1) La rationalité « économique » des acteurs financiers
Les économistes libéraux stipulent que les acteurs financiers prennent leur
décision d'une façon rationnelle, l'hypothèse retenue étant celle d'une «
maximisation des profits ». Or, on sait aujourd'hui que la réalité des marchés
est différente : la dimension psychologique est importante : ainsi, il n'y a pas
de symétrie de comportement pour des gains et de pertes d'un même montant ;
l'aversion au risque n'est pas forcément proportionnelle et stable dans le temps
! Les « mouvements de foule » (en anglais, « herding ») sont essentiels : mieux
vaut avoir tort avec tout le monde que raison seul. D'où le développement récent
de la « théorie des jeux » qui trouve de nombreuses applications en finance de
marché.
Autre illustration patente : le « chartisme ». Beaucoup d'analystes pensent que
des configurations de courbes passées se reproduiront à l'avenir ; d'où la mise
en évidence « de seuils de résistance » ou « de soutien « qui attribuent des
valeurs quasi-sacrées à des niveaux de cours historiquement marquants (par
exemple, le seuil de 3780 pour le CAC 40). Dans cette démarche, « les
fondamentaux » des entreprises ne sont pas pris en considération dans la
prévision des cours, ce qui est pour le moins étrange. Les néo-libéraux
considèrent « le chartisme » et « l'analyse technique » en général, comme une
forme de « fétichisme » des chiffres et pourtant de plus en plus de « traders »

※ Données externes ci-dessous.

//! The dashboard controller.
//!
//! Owns three independent loops, each a tokio task:
//!
//! ```text
//!   audit poll    ──GET /audit──▶   watch<AuditLog>      (immediate, then every interval)
//!   health poll   ──GET /health──▶  watch<HealthStatus>  (immediate, then every interval)
//!   traffic       ──GET /──▶        (discarded)          (every interval)
//! ```
//!
//! Each loop is the only writer of its state slice. All loops share one
//! [`CancellationToken`]; [`Dashboard::teardown`] (or dropping the
//! [`Dashboard`]) cancels it. In-flight requests race the token and every
//! state write re-checks it, so nothing is written after teardown.

use std::future::Future;
use std::sync::Arc;
use std::time::Duration;

use tokio::sync::watch;
use tokio::task::JoinHandle;
use tokio::time::{self, Instant, Interval, MissedTickBehavior};
use tokio_util::sync::CancellationToken;
use tracing::{debug, info, trace, warn};

use crate::config::Intervals;
use crate::data::{AuditLog, FaultFlags, FaultKind, HealthStatus};
use crate::source::Backend;

/// Severity of a user-facing notification.
#[derive(Debug, Clone, Copy, PartialEq, Eq)]
pub enum NotificationLevel {
    Confirmation,
    Error,
}

/// Result of a user action, shown as a modal until dismissed.
#[derive(Debug, Clone, PartialEq, Eq)]
pub struct Notification {
    pub level: NotificationLevel,
    pub message: String,
}

impl Notification {
    pub fn confirmation(message: impl Into<String>) -> Self {
        Self {
            level: NotificationLevel::Confirmation,
            message: message.into(),
        }
    }

    pub fn error(message: impl Into<String>) -> Self {
        Self {
            level: NotificationLevel::Error,
            message: message.into(),
        }
    }

    pub fn is_error(&self) -> bool {
        self.level == NotificationLevel::Error
    }
}

/// Toggle a fault on the demo service.
///
/// Issues exactly one request. The reply is only used to word the
/// confirmation; no dashboard state is derived from it.
pub async fn toggle_fault(backend: &dyn Backend, kind: FaultKind) -> Notification {
    match backend.toggle_fault(kind).await {
        Ok(reply) => {
            info!(%kind, %reply, "Fault toggled");
            let flags: FaultFlags = serde_json::from_value(reply).unwrap_or_default();
            match flags.describe() {
                Some(reported) => Notification::confirmation(format!("Toggled {} ({})", kind, reported)),
                None => Notification::confirmation(format!("Toggled {}", kind)),
            }
        }
        Err(e) => {
            warn!(%kind, error = %e, "Failed to toggle fault");
            Notification::error(format!("Failed to toggle {}: {}", kind, e))
        }
    }
}

/// Poll the audit timeline and replace `log` on every successful fetch.
///
/// Fires immediately, then every `period`. Failures are logged and leave
/// `log` untouched.
pub fn start_audit_polling(
    backend: Arc<dyn Backend>,
    period: Duration,
    log: watch::Sender<AuditLog>,
    token: CancellationToken,
) -> JoinHandle<()> {
    tokio::spawn(async move {
        let mut ticker = ticker(period, true);
        while tick(&mut ticker, &token).await {
            let Some(outcome) = until_cancelled(&token, backend.fetch_audit()).await else {
                break;
            };
            match outcome {
                Ok(events) => {
                    if token.is_cancelled() {
                        break;
                    }
                    trace!(count = events.len(), "Audit log refreshed");
                    log.send_replace(AuditLog::from_fetched(events));
                }
                Err(e) => warn!(error = %e, "Failed to fetch audit log"),
            }
        }
        debug!("Audit polling stopped");
    })
}

/// Probe the demo service's health and publish the resulting status.
///
/// Fires immediately, then every `period`.
pub fn start_health_polling(
    backend: Arc<dyn Backend>,
    period: Duration,
    health: watch::Sender<HealthStatus>,
    token: CancellationToken,
) -> JoinHandle<()> {
    tokio::spawn(async move {
        let mut ticker = ticker(period, true);
        while tick(&mut ticker, &token).await {
            let Some(outcome) = until_cancelled(&token, backend.probe_health()).await else {
                break;
            };
            if let Err(e) = &outcome {
                warn!(error = %e, "Health check failed");
            }
            let status = HealthStatus::from_probe(&outcome);
            if token.is_cancelled() {
                break;
            }
            let changed = health.send_if_modified(|current| {
                if *current == status {
                    false
                } else {
                    *current = status;
                    true
                }
            });
            if changed {
                info!(%status, "Service status changed");
            }
        }
        debug!("Health polling stopped");
    })
}

/// Send load to the demo service root every `period`.
///
/// The first request goes out after one period. Responses and errors are
/// discarded.
pub fn start_traffic_generator(
    backend: Arc<dyn Backend>,
    period: Duration,
    token: CancellationToken,
) -> JoinHandle<()> {
    tokio::spawn(async move {
        let mut ticker = ticker(period, false);
        while tick(&mut ticker, &token).await {
            match until_cancelled(&token, backend.generate_traffic()).await {
                None => break,
                Some(Err(e)) => trace!(error = %e, "Traffic request failed"),
                Some(Ok(())) => {}
            }
        }
        debug!("Traffic generator stopped");
    })
}

fn ticker(period: Duration, immediate: bool) -> Interval {
    let start = if immediate {
        Instant::now()
    } else {
        Instant::now() + period
    };
    let mut ticker = time::interval_at(start, period);
    ticker.set_missed_tick_behavior(MissedTickBehavior::Skip);
    ticker
}

/// Wait for the next tick. Returns `false` once cancelled.
async fn tick(ticker: &mut Interval, token: &CancellationToken) -> bool {
    tokio::select! {
        biased;
        _ = token.cancelled() => false,
        _ = ticker.tick() => true,
    }
}

/// Run `fut` unless the token fires first.
async fn until_cancelled<F: Future>(token: &CancellationToken, fut: F) -> Option<F::Output> {
    tokio::select! {
        biased;
        _ = token.cancelled() => None,
        output = fut => Some(output),
    }
}

/// A running dashboard: the three loops plus read access to their state.
///
/// Must be activated from within a tokio runtime.
#[derive(Debug)]
pub struct Dashboard {
    backend: Arc<dyn Backend>,
    health: watch::Receiver<HealthStatus>,
    audit: watch::Receiver<AuditLog>,
    token: CancellationToken,
    tasks: Vec<JoinHandle<()>>,
}

impl Dashboard {
    /// Start all loops against `backend`.
    pub fn activate(backend: Arc<dyn Backend>, intervals: Intervals) -> Self {
        let token = CancellationToken::new();
        let (health_tx, health) = watch::channel(HealthStatus::Checking);
        let (audit_tx, audit) = watch::channel(AuditLog::default());

        let tasks = vec![
            start_audit_polling(backend.clone(), intervals.audit, audit_tx, token.clone()),
            start_health_polling(backend.clone(), intervals.health, health_tx, token.clone()),
            start_traffic_generator(backend.clone(), intervals.traffic, token.clone()),
        ];

        info!(backend = backend.description(), "Dashboard activated");

        Self {
            backend,
            health,
            audit,
            token,
            tasks,
        }
    }

    /// Latest health status.
    pub fn health(&self) -> HealthStatus {
        *self.health.borrow()
    }

    /// Latest audit log (newest first).
    pub fn audit_log(&self) -> AuditLog {
        self.audit.borrow().clone()
    }

    /// A receiver that is notified whenever the health status changes.
    pub fn subscribe_health(&self) -> watch::Receiver<HealthStatus> {
        self.health.clone()
    }

    /// A receiver that is notified whenever the audit log is replaced.
    pub fn subscribe_audit(&self) -> watch::Receiver<AuditLog> {
        self.audit.clone()
    }

    pub fn backend(&self) -> Arc<dyn Backend> {
        self.backend.clone()
    }

    /// Toggle a fault on the demo service. See [`toggle_fault`].
    pub async fn toggle_fault(&self, kind: FaultKind) -> Notification {
        toggle_fault(self.backend.as_ref(), kind).await
    }

    /// Stop all loops and wait for them to exit.
    pub async fn teardown(mut self) {
        self.token.cancel();
        for task in self.tasks.drain(..) {
            if let Err(e) = task.await {
                warn!(error = %e, "Dashboard task ended abnormally");
            }
        }
        info!("Dashboard torn down");
    }
}

impl Drop for Dashboard {
    fn drop(&mut self) {
        self.token.cancel();
    }
}
//! Error types for remote API calls.

use thiserror::Error;

/// Errors that can occur when talking to the demo service or the AutoHeal API.
#[derive(Debug, Error)]
pub enum ApiError {
    /// Connection failed (refused, DNS, reset).
    #[error("Connection failed: {0}")]
    Connection(String),

    /// Timeout waiting for response.
    #[error("Request timed out")]
    Timeout,

    /// HTTP request failed for another transport reason.
    #[error("HTTP request failed: {0}")]
    Http(String),

    /// The endpoint answered with a non-success status.
    #[error("API returned status {0}")]
    Status(u16),

    /// Failed to parse response.
    #[error("Failed to parse response: {0}")]
    Parse(String),
}

impl From<reqwest::Error> for ApiError {
    fn from(err: reqwest::Error) -> Self {
        if err.is_timeout() {
            ApiError::Timeout
        } else if err.is_connect() {
            ApiError::Connection(err.to_string())
        } else if err.is_decode() {
            ApiError::Parse(err.to_string())
        } else {
            ApiError::Http(err.to_string())
        }
    }
}
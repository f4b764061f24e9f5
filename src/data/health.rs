//! Health status of the demo service.

use crate::error::ApiError;

/// Health of the demo service as observed by the last probe.
#[derive(Debug, Clone, Copy, PartialEq, Eq, Default)]
pub enum HealthStatus {
    /// No probe has completed yet.
    #[default]
    Checking,
    /// `/health` answered with a 2xx status.
    Healthy,
    /// `/health` answered, but not with a 2xx status.
    Unhealthy,
    /// The probe request itself failed.
    Down,
}

impl HealthStatus {
    /// Classify the outcome of a health probe.
    ///
    /// `Ok` carries the HTTP status code of the response. Only success vs.
    /// non-success is inspected; every non-2xx code maps to `Unhealthy`.
    pub fn from_probe(outcome: &Result<u16, ApiError>) -> Self {
        match outcome {
            Ok(code) if (200..300).contains(code) => HealthStatus::Healthy,
            Ok(_) => HealthStatus::Unhealthy,
            Err(_) => HealthStatus::Down,
        }
    }

    /// Returns the label shown next to "Service Status".
    pub fn label(&self) -> &'static str {
        match self {
            HealthStatus::Checking => "Checking...",
            HealthStatus::Healthy => "Healthy",
            HealthStatus::Unhealthy => "Unhealthy (503)",
            HealthStatus::Down => "Down (Connection Refused)",
        }
    }
}

impl std::fmt::Display for HealthStatus {
    fn fmt(&self, f: &mut std::fmt::Formatter<'_>) -> std::fmt::Result {
        f.write_str(self.label())
    }
}
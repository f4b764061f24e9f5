//! Audit timeline and metrics panel rendering.

use ratatui::{
    layout::{Constraint, Rect},
    style::{Modifier, Style},
    text::{Line, Span},
    widgets::{Block, Borders, Cell, Paragraph, Row, Table, TableState, Wrap},
    Frame,
};

use crate::app::App;

/// Shown in place of the table when the audit log is empty.
pub const EMPTY_PLACEHOLDER: &str = "No events recorded.";

/// Render the audit timeline, newest event first.
pub fn render(frame: &mut Frame, app: &App, area: Rect) {
    let position_info = if app.audit.is_empty() {
        String::new()
    } else {
        format!(" [{}/{}]", app.selected_event + 1, app.audit.len())
    };

    let block = Block::default()
        .title(Span::styled(
            format!(" Audit Timeline{} ", position_info),
            app.theme.header,
        ))
        .borders(Borders::ALL)
        .border_type(app.theme.border_type)
        .border_style(Style::default().fg(app.theme.border));

    if app.audit.is_empty() {
        let placeholder = Paragraph::new(format!(" {}", EMPTY_PLACEHOLDER))
            .style(Style::default().add_modifier(Modifier::DIM))
            .block(block);
        frame.render_widget(placeholder, area);
        return;
    }

    let header = Row::new(vec!["Time", "Status", "Action", "Details"])
        .height(1)
        .style(app.theme.header);

    let rows: Vec<Row> = app
        .audit
        .iter()
        .map(|event| {
            Row::new(vec![
                Cell::from(event.timestamp.display()),
                Cell::from(event.status.clone())
                    .style(app.theme.audit_status_style(&event.status_key())),
                Cell::from(event.action.clone().unwrap_or_else(|| "-".to_string())),
                Cell::from(event.details.clone()),
            ])
        })
        .collect();

    let widths = [
        Constraint::Length(19), // Time
        Constraint::Length(12), // Status
        Constraint::Fill(1),    // Action
        Constraint::Fill(3),    // Details
    ];

    let table = Table::new(rows, widths)
        .header(header)
        .block(block)
        .row_highlight_style(app.theme.selected)
        .highlight_symbol("▶ ");

    let mut state = TableState::default();
    state.select(Some(app.selected_event.min(app.audit.len() - 1)));

    frame.render_stateful_widget(table, area, &mut state);
}

/// Render the pointer to the external metrics dashboard.
///
/// The dashboard itself is never fetched; it needs its own login.
pub fn render_metrics(frame: &mut Frame, app: &App, area: Rect) {
    let text = vec![
        Line::from(vec![
            Span::raw(" Dashboard: "),
            Span::styled(app.metrics_url.as_str(), Style::default().fg(app.theme.highlight)),
        ]),
        Line::from(Span::styled(
            " Note: the metrics dashboard requires a separate login.",
            Style::default().add_modifier(Modifier::DIM),
        )),
    ];

    let block = Block::default()
        .title(Span::styled(" Metrics (Grafana) ", app.theme.header))
        .borders(Borders::ALL)
        .border_type(app.theme.border_type)
        .border_style(Style::default().fg(app.theme.border));

    frame.render_widget(
        Paragraph::new(text).block(block).wrap(Wrap { trim: false }),
        area,
    );
}
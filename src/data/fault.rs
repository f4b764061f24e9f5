//! Faults that can be injected into the demo service.

use serde::Deserialize;

/// A fault the demo service can toggle on or off.
#[derive(Debug, Clone, Copy, PartialEq, Eq, Hash)]
pub enum FaultKind {
    /// `/` starts answering 500.
    Error,
    /// Every request is delayed by 0.5-2s.
    Latency,
    /// `/health` starts answering 503.
    Unhealthy,
}

impl FaultKind {
    /// All fault kinds, in control-panel order.
    pub const ALL: [FaultKind; 3] = [FaultKind::Error, FaultKind::Latency, FaultKind::Unhealthy];

    /// Path segment under `/fault/`.
    pub fn path_segment(&self) -> &'static str {
        match self {
            FaultKind::Error => "error",
            FaultKind::Latency => "latency",
            FaultKind::Unhealthy => "unhealthy",
        }
    }

    /// Label of the control-panel button.
    pub fn button_label(&self) -> &'static str {
        match self {
            FaultKind::Error => "Trigger 500 Errors",
            FaultKind::Latency => "Trigger Latency (1s+)",
            FaultKind::Unhealthy => "Trigger Unhealthy Check",
        }
    }
}

impl std::fmt::Display for FaultKind {
    fn fmt(&self, f: &mut std::fmt::Formatter<'_>) -> std::fmt::Result {
        f.write_str(self.path_segment())
    }
}

/// Fault switches as echoed by the demo service's toggle endpoints.
///
/// Each endpoint reports only the switch it flipped, so every field is
/// optional. These values are not kept as dashboard state: the next health
/// and audit polls are the source of truth.
#[derive(Debug, Clone, Default, PartialEq, Eq, Deserialize)]
pub struct FaultFlags {
    #[serde(default)]
    pub error_mode: Option<bool>,
    #[serde(default)]
    pub latency_mode: Option<bool>,
    #[serde(default)]
    pub cpu_spike_mode: Option<bool>,
    #[serde(default)]
    pub healthy: Option<bool>,
}

impl FaultFlags {
    /// Render the reported switches as `name=value` pairs, or `None` if empty.
    pub fn describe(&self) -> Option<String> {
        let parts: Vec<String> = [
            ("error_mode", self.error_mode),
            ("latency_mode", self.latency_mode),
            ("cpu_spike_mode", self.cpu_spike_mode),
            ("healthy", self.healthy),
        ]
        .into_iter()
        .filter_map(|(name, value)| value.map(|v| format!("{}={}", name, v)))
        .collect();

        if parts.is_empty() {
            None
        } else {
            Some(parts.join(", "))
        }
    }
}
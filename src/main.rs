//! Command-line entry point: `genca` mints the fake root CA files, `run`
//! serves the intercepting proxy until `/quitquitquit`.

use clap::{Parser, Subcommand};
use hostmasq::{ConnectProxy, FakeCa, HostRouter};
use std::fs;
use std::path::{Path, PathBuf};
use std::sync::Arc;
use tokio::net::TcpListener;
use tokio::sync::mpsc;

#[derive(Parser)]
#[command(name = "hostmasq", about = "TLS-intercepting CONNECT proxy for local web-app development")]
struct Cli {
  #[command(subcommand)]
  command: Command,
}

#[derive(Subcommand)]
enum Command {
  /// Generate fake CA certificate and private key files
  Genca {
    /// Fake CA certificate output file
    #[arg(long)]
    cert: PathBuf,

    /// Fake CA private key output file
    #[arg(long)]
    key: PathBuf,
  },

  /// Run the proxy
  Run {
    /// HTTP CONNECT proxy address
    #[arg(long, default_value = "127.0.0.1:9999")]
    addr: String,

    /// Fake CA certificate file
    #[arg(long)]
    cert: PathBuf,

    /// Fake CA private key file
    #[arg(long)]
    key: PathBuf,

    /// Redirect host pair '<remote>,<local>' (repeatable)
    #[arg(long = "host-pair")]
    host_pairs: Vec<String>,

    /// Path prefix to forward '<remote>,<prefix>' (repeatable)
    #[arg(long = "prefix-pair")]
    prefix_pairs: Vec<String>,
  },
}

#[tokio::main]
async fn main() -> Result<(), Box<dyn std::error::Error>> {
  let env_filter = tracing_subscriber::EnvFilter::try_from_default_env()
    .unwrap_or_else(|_| tracing_subscriber::EnvFilter::new("hostmasq=info"));
  tracing_subscriber::fmt().with_env_filter(env_filter).init();

  tokio_rustls::rustls::crypto::ring::default_provider()
    .install_default()
    .map_err(|_| "failed to install crypto provider")?;

  match Cli::parse().command {
    Command::Genca { cert, key } => genca(&cert, &key),
    Command::Run {
      addr,
      cert,
      key,
      host_pairs,
      prefix_pairs,
    } => run(&addr, &cert, &key, &host_pairs, &prefix_pairs).await,
  }
}

fn genca(cert_path: &Path, key_path: &Path) -> Result<(), Box<dyn std::error::Error>> {
  for path in [cert_path, key_path] {
    if let Some(parent) = path.parent() {
      if !parent.as_os_str().is_empty() {
        fs::create_dir_all(parent)?;
      }
    }
  }

  let ca = FakeCa::generate()?;
  fs::write(key_path, ca.key_pem())?;
  fs::write(cert_path, ca.cert_pem())?;

  #[cfg(unix)]
  {
    use std::os::unix::fs::PermissionsExt;
    let mut perms = fs::metadata(key_path)?.permissions();
    perms.set_mode(0o600);
    fs::set_permissions(key_path, perms)?;
  }

  tracing::info!("wrote CA certificate to {}", cert_path.display());
  tracing::info!("wrote CA private key to {}", key_path.display());
  Ok(())
}

async fn run(
  addr: &str,
  cert_path: &Path,
  key_path: &Path,
  host_pairs: &[String],
  prefix_pairs: &[String],
) -> Result<(), Box<dyn std::error::Error>> {
  let key_pem = fs::read_to_string(key_path)?;
  let cert_pem = fs::read_to_string(cert_path)?;
  let ca = FakeCa::from_pem(&key_pem, &cert_pem)?;

  let router = HostRouter::from_flags(host_pairs, prefix_pairs);

  let (shutdown_tx, mut shutdown_rx) = mpsc::channel::<()>(1);
  let proxy = Arc::new(ConnectProxy::new(ca, router, shutdown_tx));

  let listener = TcpListener::bind(addr).await?;
  tracing::info!("starting proxy server at {}", addr);

  loop {
    tokio::select! {
      _ = shutdown_rx.recv() => {
        tracing::info!("shutdown requested, stopping listener");
        break;
      }
      accepted = listener.accept() => {
        match accepted {
          Ok((stream, peer)) => {
            let proxy = proxy.clone();
            tokio::spawn(async move {
              if let Err(e) = proxy.handle_connection(stream).await {
                tracing::debug!("connection from {} ended with error: {}", peer, e);
              }
            });
          }
          Err(e) => tracing::error!("failed to accept connection: {}", e),
        }
      }
    }
  }

  Ok(())
}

y attachent une grande importance et ajustent leur prise de décision en fonction
de ces graphiques.
2) Le rôle prépondérant joué par les administrateurs « indépendants » dans les
conseils d'administration
Ceux-ci sont censés être les garants de la bonne gouvernance des entreprises :
ils agiraient pour le compte (et les intérêts) des actionnaires.
Déjà la notion d'indépendance « prête à confusion » : ce n'est pas parce qu'un
administrateur n'a aucun lien avec l'entreprise qu'il supervise qu'il est
réellement indépendant ! Cette vision fait fi de la dimension sociologique :
beaucoup d'administrateurs appartiennent à une élite auto-entretenue, où ses
membres se côtoient à longueur d'années dans les colloques, les réunions
mondaines, les cercles divers. Il y a souvent des nominations « réciproques » :
un administrateur de la société A est nommé parce qu'il est PDG de la société B,
donc censé être compétent, mais on s'aperçoit alors que le PDG de la société A
est comme par hasard, déjà administrateur de la société B !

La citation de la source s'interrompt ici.